Там однажды с ней произошел тяжелый несчастный случай: при навешивании штор она упала с большой высоты и получила перелом позвоночника. Её спасло только то, что случилось это в медицинском заведении, врачи знали, что её можно переносить только на одеяле, и вручную отнесли в травматологическое отделение городской больницы. Её лечили принятым в то время способом: полностью загипсовали от бёдер до подмышек, организовав ей классическую фигуру с чётко выраженной талией. Когда гипс застыл, он не давал ей дышать, и она стала задыхаться. Уговорили врача сделать ей разрез в гипсе в районе груди, ей стало полегче. Я не представляю, как она вынесла такие мучения, ведь в гипсе она пролежала не день и не два, а в течение порядка десяти дней. Зато позвоночник у неё сросся, и как ни странно, она впоследствии особенно не жаловалась на боли в нём и постепенно снова стала выполнять обычную нелёгкую работу. После лечения она продолжила работать в своём роддоме. Денег платили мало, поэтому ей пришлось взять и другую работу: дежурить по ночам в парикмахерской недалеко от нашего дома; иногда я подменял её в этом качестве. Кроме того, мы сдавали койку сначала демобилизованному офицеру Петру Харину, а после моего отъезда в Москву и съезда Петра койку снимали вместе две студентки пединститута - Роза и Лида. Так что двадцатиметровая комната была заполнена под завязку, что позволяло как то жить, не голодая. Существенную помощь также оказывал мой брат Геннадий, служивший офицером в армии.

Мама работала в Кирове до 1961 года, когда в нашей семье родился сын Саша, и я обратился к ней с просьбой переехать к нам, в Подмосковье, чтобы нянчить внука. Затем, когда у сестры Любы родился сын Юра, она вернулась в Киров, чтобы заниматься с ним, а в 1968 году она снова приехала к нам, чтобы заниматься с родившейся у нас дочерью Наташей. Практически после начала войны всю свою оставшуюся жизнь она посвятила нам с Любой и нашим детям, полностью отказавшись от личной жизни. А ведь она осталась без мужа в возрасте всего 43 лет. Но дети часто бывают эгоистичны. Когда мама в этом возрасте заикнулась о том, как бы мы отнеслись к тому, что ей предлагает выйти замуж один достойный мужчина, мы с Любой дружно встали на дыбы и сообщили, что тогда мы убежим из дома. Её доброта, трудолюбие, доброжелательность к родным, а также окружающим людям проявлялись всегда, и это вызывало к ней большое уважение.

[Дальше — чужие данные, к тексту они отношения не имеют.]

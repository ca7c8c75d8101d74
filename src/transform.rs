//! The line transformer: one output line per input line, in order.

use std::io::{BufRead, Write};

use tracing::debug;

use crate::error::TransformError;
use crate::number::{coerce, double, render};

/// Transform a single line (terminator already stripped) into its output
/// text.
pub fn process(line: &str) -> String {
    render(double(coerce(line)))
}

/// Counts gathered over one run.
#[derive(Debug, Clone, Copy, Default, PartialEq, Eq)]
pub struct Summary {
    /// Lines read and written.
    pub lines: u64,
    /// Lines that did not parse and were written as `NaN`.
    pub sentinels: u64,
}

/// Reads lines from `input` until end-of-file and writes each one doubled to
/// `output`.
///
/// Every output line is flushed before the next input line is read, so the
/// transformer can sit in an interactive pipe without buffering answers.
pub struct LineTransformer<R, W> {
    input: R,
    output: W,
}

impl<R: BufRead, W: Write> LineTransformer<R, W> {
    /// Wrap an input and an output stream.
    pub fn new(input: R, output: W) -> Self {
        Self { input, output }
    }

    /// Process the whole input stream.
    ///
    /// Lines are split on `\n`; a `\r` right before it is dropped, and a last
    /// line without a terminator still counts. Bytes that are not UTF-8 are
    /// replaced, which makes the line non-numeric rather than an error.
    pub fn run(&mut self) -> Result<Summary, TransformError> {
        let mut summary = Summary::default();
        let mut buf = Vec::new();

        loop {
            buf.clear();
            let line_no = summary.lines + 1;

            let read = self
                .input
                .read_until(b'\n', &mut buf)
                .map_err(|source| TransformError::Read {
                    line: line_no,
                    source,
                })?;
            if read == 0 {
                break;
            }

            let text = String::from_utf8_lossy(strip_terminator(&buf));
            let value = coerce(&text);
            if value.is_nan() {
                summary.sentinels += 1;
                debug!(line = line_no, text = %text, "line is not a number");
            }

            let rendered = render(double(value));
            writeln!(self.output, "{rendered}")
                .and_then(|()| self.output.flush())
                .map_err(|source| TransformError::Write {
                    line: line_no,
                    source,
                })?;

            summary.lines += 1;
        }

        debug!(
            lines = summary.lines,
            sentinels = summary.sentinels,
            "end of input"
        );
        Ok(summary)
    }

    /// Give back the underlying streams.
    pub fn into_inner(self) -> (R, W) {
        (self.input, self.output)
    }
}

fn strip_terminator(line: &[u8]) -> &[u8] {
    let line = line.strip_suffix(b"\n").unwrap_or(line);
    line.strip_suffix(b"\r").unwrap_or(line)
}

 Я не помню, чтобы она жаловалась на свои болезни, была очень терпеливой, молча перенося свои недомогания. Вплоть до болезни она была активной, не чуралась никакой работы. Как-то в возрасте 75 лет она говорит мне: «Саша, я чувствую, что старею» «Почему?» - спросил я. «Раньше в дороге я не допускала, чтобы меня кто-нибудь обгонял. А сейчас, когда я вижу, что меня обгоняют и пытаюсь ускорить шаг, то чувствую, что сил не хватает, и из-за этого переживаю». Последние годы её жизни прошли в Кирове у дочери Любы. Скончалась она в марте 1991 года, в день её рождения в возрасте 92 лет. Я бесконечно благодарен своей матери за всё, что она для меня сделала, только часто меня грызут угрызения совести, что я недостаточно заботился о ней, тем более, что после гибели Павла именно я пользовался её наибольшим доверием и любовью. К сожалению, только тогда, когда мы теряем близких людей, то чувствуем свою вину, что так мало уделяли им внимания и ощущаем, как нам их не хватает.